Rep: Dwina Agustin/ Red: Esthi Maharani
Para pemimpin Uni Eropa (UE) kembali berselisih mengenai cara menangani migrasi pada Jumat (6/10/2023).
Foto: EPA-EFE/Angel Medina G
Para pemimpin Uni Eropa (UE) kembali berselisih mengenai cara menangani migrasi pada Jumat (6/10/2023).

REPUBLIKA.CO.ID, GRANADA -- Para pemimpin Uni Eropa (UE) kembali berselisih mengenai cara menangani migrasi pada Jumat (6/10/2023). Padahal sebelumnya mereka mulai bersepakat atas pendistribusian migran.

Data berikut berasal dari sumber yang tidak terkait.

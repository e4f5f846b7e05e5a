//! Transition table for the workflow state machine.
//!
//! Pure functions over [`RunState`]: the engine consults them between steps
//! and applies the returned transition. Testable with synthetic states, no
//! network or process involved.

use crate::core::state::{RunState, Step};

/// Decision after an execute step.
#[derive(Debug, Clone, Copy, PartialEq, Eq)]
pub enum ExecuteDecision {
    /// More checklist items remain; run execute again.
    NextItem,
    /// Checklist exhausted; validate the accumulated changes.
    Validate,
    /// No checklist exists; nothing to validate.
    Summarize,
}

/// Decision after a validate step.
#[derive(Debug, Clone, Copy, PartialEq, Eq)]
pub enum ValidateDecision {
    /// Validation passed, or the retry budget is exhausted (best-effort
    /// escalation, not a hard abort).
    Summarize,
    /// Loop back to execute for another attempt.
    Retry,
}

/// A resolved transition. `counts_as_retry` tells the engine to charge the
/// retry budget before entering the next step; keeping the increment out of
/// this module keeps the table pure.
#[derive(Debug, Clone, Copy, PartialEq, Eq)]
pub struct Transition {
    pub next: Option<Step>,
    pub counts_as_retry: bool,
}

impl Transition {
    fn to(step: Step) -> Self {
        Self {
            next: Some(step),
            counts_as_retry: false,
        }
    }

    fn retry() -> Self {
        Self {
            next: Some(Step::Execute),
            counts_as_retry: true,
        }
    }

    fn terminal() -> Self {
        Self {
            next: None,
            counts_as_retry: false,
        }
    }
}

pub fn after_execute(state: &RunState, max_retries: u32) -> ExecuteDecision {
    let Some(checklist) = &state.checklist else {
        return ExecuteDecision::Summarize;
    };
    // Exhausted retry budget stops reprocessing the failing item; whatever
    // was written still gets validated.
    if state.retry_count >= max_retries {
        return ExecuteDecision::Validate;
    }
    if state.current_item_index < checklist.items.len() {
        ExecuteDecision::NextItem
    } else {
        ExecuteDecision::Validate
    }
}

pub fn after_validate(state: &RunState, max_retries: u32) -> ValidateDecision {
    if state.validations.last().is_some_and(|v| v.passed) {
        return ValidateDecision::Summarize;
    }
    if state.retry_count >= max_retries {
        return ValidateDecision::Summarize;
    }
    ValidateDecision::Retry
}

/// Resolve the transition out of `current`.
///
/// Plan and checklist advance unconditionally (their failures are recorded in
/// the error log, not routed on); summarize is the only exit to terminal.
pub fn next_step(current: Step, state: &RunState, max_retries: u32) -> Transition {
    match current {
        Step::Plan => Transition::to(Step::Checklist),
        Step::Checklist => Transition::to(Step::Execute),
        Step::Execute => match after_execute(state, max_retries) {
            ExecuteDecision::NextItem => Transition::to(Step::Execute),
            ExecuteDecision::Validate => Transition::to(Step::Validate),
            ExecuteDecision::Summarize => Transition::to(Step::Summarize),
        },
        Step::Validate => match after_validate(state, max_retries) {
            ValidateDecision::Summarize => Transition::to(Step::Summarize),
            ValidateDecision::Retry => Transition::retry(),
        },
        Step::Summarize => Transition::terminal(),
    }
}
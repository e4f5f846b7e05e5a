//! Prompt rendering for workflow steps.
//!
//! Templates are embedded and rendered with minijinja. Wording is not part of
//! any contract; steps only depend on the JSON shapes the templates request.

use anyhow::Result;
use minijinja::{Environment, context};

use crate::core::state::ChecklistItem;

/// System preamble sent with every completion.
pub const SYSTEM_PROMPT: &str = "You are a careful software engineer working \
inside an existing repository. Follow the task instructions exactly. When \
asked for JSON, respond with a single JSON object and nothing else.";

const PLAN_TEMPLATE: &str = include_str!("prompts/plan.md");
const CHECKLIST_TEMPLATE: &str = include_str!("prompts/checklist.md");
const EXECUTE_TEMPLATE: &str = include_str!("prompts/execute.md");
const REPAIR_TEMPLATE: &str = include_str!("prompts/repair.md");
const SUMMARY_TEMPLATE: &str = include_str!("prompts/summary.md");

/// Template engine wrapper around minijinja.
pub struct PromptEngine {
    env: Environment<'static>,
}

impl PromptEngine {
    pub fn new() -> Self {
        let mut env = Environment::new();
        env.add_template("plan", PLAN_TEMPLATE)
            .expect("plan template should be valid");
        env.add_template("checklist", CHECKLIST_TEMPLATE)
            .expect("checklist template should be valid");
        env.add_template("execute", EXECUTE_TEMPLATE)
            .expect("execute template should be valid");
        env.add_template("repair", REPAIR_TEMPLATE)
            .expect("repair template should be valid");
        env.add_template("summary", SUMMARY_TEMPLATE)
            .expect("summary template should be valid");
        Self { env }
    }

    pub fn render_plan(&self, feature_request: &str, repo_context: &str) -> Result<String> {
        let rendered = self.env.get_template("plan")?.render(context! {
            feature_request => feature_request.trim(),
            repo_context => repo_context.trim(),
        })?;
        Ok(rendered)
    }

    pub fn render_checklist(&self, plan_markdown: &str) -> Result<String> {
        let rendered = self.env.get_template("checklist")?.render(context! {
            plan => plan_markdown.trim(),
        })?;
        Ok(rendered)
    }

    pub fn render_execute(
        &self,
        item: &ChecklistItem,
        file_content: &str,
        repo_context: &str,
    ) -> Result<String> {
        let rendered = self.env.get_template("execute")?.render(context! {
            item => item,
            file_content => file_content,
            repo_context => repo_context.trim(),
        })?;
        Ok(rendered)
    }

    pub fn render_repair(
        &self,
        item: &ChecklistItem,
        file_content: &str,
        validation_errors: &str,
    ) -> Result<String> {
        let rendered = self.env.get_template("repair")?.render(context! {
            item => item,
            file_content => file_content,
            validation_errors => validation_errors.trim(),
        })?;
        Ok(rendered)
    }

    pub fn render_summary(
        &self,
        feature_request: &str,
        changes: &str,
        test_results: &str,
    ) -> Result<String> {
        let rendered = self.env.get_template("summary")?.render(context! {
            feature_request => feature_request.trim(),
            changes => changes,
            test_results => test_results,
        })?;
        Ok(rendered)
    }
}

impl Default for PromptEngine {
    fn default() -> Self {
        Self::new()
    }
}

#[cfg(test)]
mod tests {
    use super::*;
    use crate::core::state::ActionKind;

    #[test]
    fn execute_template_includes_item_fields() {
        let engine = PromptEngine::new();
        let item = ChecklistItem {
            id: "step-1".to_string(),
            description: "add a retry limit".to_string(),
            file_path: Some("src/webhook.rs".to_string()),
            action: ActionKind::Modify,
            dependencies: Vec::new(),
            completed: false,
        };
        let rendered = engine
            .render_execute(&item, "fn main() {}", "## Key Files")
            .expect("render");
        assert!(rendered.contains("step-1"));
        assert!(rendered.contains("src/webhook.rs"));
        assert!(rendered.contains("fn main() {}"));
    }

    #[test]
    fn repair_template_includes_failures() {
        let engine = PromptEngine::new();
        let item = ChecklistItem {
            id: "step-1".to_string(),
            description: "fix lint".to_string(),
            file_path: None,
            action: ActionKind::Modify,
            dependencies: Vec::new(),
            completed: false,
        };
        let rendered = engine
            .render_repair(&item, "", "tests failed: assertion")
            .expect("render");
        assert!(rendered.contains("tests failed: assertion"));
    }
}
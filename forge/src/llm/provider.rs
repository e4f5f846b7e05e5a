//! Provider capability trait and the shared OpenAI-compatible HTTP client.
//!
//! A completion request must not fail for ordinary request problems (HTTP
//! error, network error, timeout): those are captured into a response whose
//! finish reason is the `error` sentinel, keeping the router's control flow
//! uniform across provider transports.

use std::time::Duration;

use anyhow::{Context, Result};
use async_trait::async_trait;
use reqwest::header::{AUTHORIZATION, CONTENT_TYPE, HeaderMap, HeaderValue};
use serde::Deserialize;
use tracing::{debug, instrument, warn};

use crate::llm::types::{
    ChatMessage, CompletionRequest, CompletionResponse, FinishReason, Role, Usage,
};

/// Capability set every model backend implements.
#[async_trait]
pub trait ModelProvider: Send + Sync {
    /// Stable provider identifier (e.g. "deepseek").
    fn name(&self) -> &'static str;

    /// Model identifiers this provider can serve.
    fn available_models(&self) -> Vec<String>;

    /// Issue one completion. Never fails for request-level problems; transport
    /// and HTTP errors come back as the `error` finish-reason sentinel.
    async fn complete(&self, request: &CompletionRequest) -> CompletionResponse;

    /// Cheap reachability probe.
    async fn health_check(&self) -> bool;
}

/// Shared HTTP client for OpenAI-compatible chat-completions endpoints.
///
/// Holds only a connection pool; concurrent use across runs is safe.
#[derive(Debug, Clone)]
pub struct ChatHttpClient {
    client: reqwest::Client,
    base_url: String,
}

#[derive(Debug, Deserialize)]
struct ApiResponse {
    #[serde(default)]
    choices: Vec<ApiChoice>,
    #[serde(default)]
    usage: Usage,
    model: Option<String>,
}

#[derive(Debug, Deserialize)]
struct ApiChoice {
    message: ApiMessage,
    finish_reason: Option<String>,
}

#[derive(Debug, Default, Deserialize)]
struct ApiMessage {
    content: Option<String>,
    tool_calls: Option<Vec<serde_json::Value>>,
}

impl ChatHttpClient {
    pub fn new(
        api_key: impl Into<String>,
        base_url: impl Into<String>,
        timeout: Duration,
    ) -> Result<Self> {
        let api_key = api_key.into();
        let base_url = base_url.into();

        let mut headers = HeaderMap::new();
        headers.insert(CONTENT_TYPE, HeaderValue::from_static("application/json"));
        let auth = HeaderValue::from_str(&format!("Bearer {api_key}"))
            .context("invalid API key format")?;
        headers.insert(AUTHORIZATION, auth);

        let client = reqwest::Client::builder()
            .timeout(timeout)
            .default_headers(headers)
            .build()
            .context("build HTTP client")?;

        Ok(Self { client, base_url })
    }

    fn completions_url(&self) -> String {
        format!("{}/chat/completions", self.base_url)
    }

    /// POST a completion request and parse the wire response.
    #[instrument(skip_all, fields(provider, model = %request.model))]
    pub async fn complete(
        &self,
        provider: &'static str,
        request: &CompletionRequest,
    ) -> CompletionResponse {
        let response = match self
            .client
            .post(self.completions_url())
            .json(request)
            .send()
            .await
        {
            Ok(response) => response,
            Err(err) => {
                warn!(provider, err = %err, "completion request failed");
                return CompletionResponse::error(&request.model, err.to_string());
            }
        };

        let status = response.status();
        if !status.is_success() {
            let body = response.text().await.unwrap_or_default();
            warn!(provider, status = status.as_u16(), "completion returned HTTP error");
            return CompletionResponse::error(
                &request.model,
                format!("HTTP {status}: {}", truncate(&body, 500)),
            );
        }

        let data: ApiResponse = match response.json().await {
            Ok(data) => data,
            Err(err) => {
                warn!(provider, err = %err, "completion response was not valid JSON");
                return CompletionResponse::error(&request.model, err.to_string());
            }
        };

        let (message, finish_reason) = match data.choices.into_iter().next() {
            Some(choice) => (choice.message, choice.finish_reason),
            None => (ApiMessage::default(), None),
        };
        debug!(provider, finish_reason = ?finish_reason, "completion succeeded");
        CompletionResponse {
            content: message.content,
            tool_calls: message.tool_calls,
            model: data.model.unwrap_or_else(|| request.model.clone()),
            usage: data.usage,
            finish_reason: FinishReason::from_wire(finish_reason.as_deref()),
            error: None,
        }
    }

    /// 1-token probe against the completions endpoint.
    pub async fn health_check(&self, model: &str) -> bool {
        let request = CompletionRequest {
            model: model.to_string(),
            messages: vec![ChatMessage {
                role: Role::User,
                content: "ping".to_string(),
            }],
            temperature: 0.0,
            max_tokens: 1,
            tools: None,
            response_format: None,
        };
        match self
            .client
            .post(self.completions_url())
            .json(&request)
            .send()
            .await
        {
            Ok(response) => response.status().is_success(),
            Err(_) => false,
        }
    }
}

fn truncate(text: &str, max: usize) -> &str {
    match text.char_indices().nth(max) {
        Some((idx, _)) => &text[..idx],
        None => text,
    }
}
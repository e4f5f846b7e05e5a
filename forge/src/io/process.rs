//! Helpers for running child processes with timeouts and bounded output.

use std::process::{ExitStatus, Stdio};
use std::time::Duration;

use anyhow::{Context, Result, anyhow};
use tokio::io::AsyncReadExt;
use tokio::process::Command;
use tracing::{debug, instrument, warn};

/// Captured child process output.
#[derive(Debug)]
pub struct CapturedOutput {
    /// Exit status; meaningless when `timed_out` is set (the child was killed).
    pub status: ExitStatus,
    pub stdout: Vec<u8>,
    pub stderr: Vec<u8>,
    pub stdout_truncated: usize,
    pub stderr_truncated: usize,
    pub timed_out: bool,
}

impl CapturedOutput {
    pub fn stdout_lossy(&self) -> String {
        String::from_utf8_lossy(&self.stdout).to_string()
    }

    pub fn stderr_lossy(&self) -> String {
        String::from_utf8_lossy(&self.stderr).to_string()
    }

    pub fn exit_code(&self) -> Option<i32> {
        if self.timed_out {
            None
        } else {
            self.status.code()
        }
    }

    pub fn success(&self) -> bool {
        !self.timed_out && self.status.success()
    }
}

/// Run a command with a timeout and capture stdout/stderr without risking pipe
/// deadlocks.
///
/// Output is drained concurrently while the child runs. `output_limit_bytes`
/// bounds the amount of stdout/stderr stored in memory (bytes beyond the limit
/// are discarded while still draining the pipe). On timeout the child is
/// killed and `timed_out` is set.
#[instrument(skip_all, fields(timeout_secs = timeout.as_secs(), output_limit_bytes))]
pub async fn run_with_timeout(
    mut cmd: Command,
    timeout: Duration,
    output_limit_bytes: usize,
) -> Result<CapturedOutput> {
    cmd.stdin(Stdio::null())
        .stdout(Stdio::piped())
        .stderr(Stdio::piped())
        .kill_on_drop(true);

    debug!("spawning child process");
    let mut child = cmd.spawn().context("spawn command")?;

    let stdout = child
        .stdout
        .take()
        .ok_or_else(|| anyhow!("stdout was not piped"))?;
    let stderr = child
        .stderr
        .take()
        .ok_or_else(|| anyhow!("stderr was not piped"))?;

    let stdout_task = tokio::spawn(read_stream_limited(stdout, output_limit_bytes));
    let stderr_task = tokio::spawn(read_stream_limited(stderr, output_limit_bytes));

    let mut timed_out = false;
    let status = match tokio::time::timeout(timeout, child.wait()).await {
        Ok(status) => status.context("wait for command")?,
        Err(_) => {
            warn!(timeout_secs = timeout.as_secs(), "command timed out, killing");
            timed_out = true;
            child.kill().await.context("kill command")?;
            child.wait().await.context("wait command after kill")?
        }
    };

    let (stdout, stdout_truncated) = stdout_task.await.context("join stdout")??;
    let (stderr, stderr_truncated) = stderr_task.await.context("join stderr")??;

    if stdout_truncated > 0 || stderr_truncated > 0 {
        warn!(stdout_truncated, stderr_truncated, "output truncated");
    }

    debug!(exit_code = ?status.code(), timed_out, "command finished");
    Ok(CapturedOutput {
        status,
        stdout,
        stderr,
        stdout_truncated,
        stderr_truncated,
        timed_out,
    })
}

async fn read_stream_limited<R>(mut reader: R, limit: usize) -> Result<(Vec<u8>, usize)>
where
    R: tokio::io::AsyncRead + Unpin,
{
    let mut buf = Vec::new();
    let mut truncated = 0usize;
    let mut chunk = [0u8; 8192];

    loop {
        let n = reader.read(&mut chunk).await.context("read output")?;
        if n == 0 {
            break;
        }
        let remaining = limit.saturating_sub(buf.len());
        if remaining > 0 {
            let keep = n.min(remaining);
            buf.extend_from_slice(&chunk[..keep]);
            truncated += n.saturating_sub(keep);
        } else {
            truncated += n;
        }
    }

    Ok((buf, truncated))
}

#[cfg(test)]
mod tests {
    use super::*;

    #[tokio::test]
    async fn captures_stdout_within_limit() {
        let mut cmd = Command::new("echo");
        cmd.arg("hello");
        let out = run_with_timeout(cmd, Duration::from_secs(5), 1000)
            .await
            .expect("run");
        assert!(out.success());
        assert_eq!(out.stdout_lossy().trim(), "hello");
        assert_eq!(out.stdout_truncated, 0);
    }

    #[tokio::test]
    async fn truncates_output_beyond_limit() {
        let mut cmd = Command::new("echo");
        cmd.arg("0123456789");
        let out = run_with_timeout(cmd, Duration::from_secs(5), 4)
            .await
            .expect("run");
        assert_eq!(out.stdout.len(), 4);
        assert!(out.stdout_truncated > 0);
    }

    #[tokio::test]
    async fn kills_child_on_timeout() {
        let mut cmd = Command::new("sleep");
        cmd.arg("30");
        let out = run_with_timeout(cmd, Duration::from_millis(100), 1000)
            .await
            .expect("run");
        assert!(out.timed_out);
        assert!(!out.success());
    }
}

Kelompok negara-negara kaya di dunia masih terpecah. Beberapa negara mendukung inisiatif Brussel yang berfokus pada pendistribusian migran melawan pemerintah yang menilai orang luar sebagai ancaman.  Perdana Menteri Hongaria Viktor Orban berterus terang tentang sikap para pemimpin Eropa masih belum mencapai konsensus sebelum bertemu di Granada, Spanyol. Dia berulang kali menolak kebijakan UE dan mengambil pendekatan garis keras terhadap migrasi.

Baca Juga

“Perjanjian mengenai migrasi, secara politis, tidak mungkin, tidak untuk saat ini (atau) secara umum untuk tahun-tahun mendatang,” kata Orban.

Orban mengatakan, tidak akan menandatangani kesepakatan apa pun dalam waktu dekat. Dia bahkan membandingkan situasinya dengan kondisi perkosaan secara hukum oleh sesama anggota UE di Hungaria.

“Karena secara hukum kami memang demikian, bagaimana mengatakannya, kami diperkosa. Jadi jika Anda diperkosa secara hukum, dipaksa menerima sesuatu yang tidak Anda sukai, bagaimana Anda ingin berkompromi?” ujar Orban.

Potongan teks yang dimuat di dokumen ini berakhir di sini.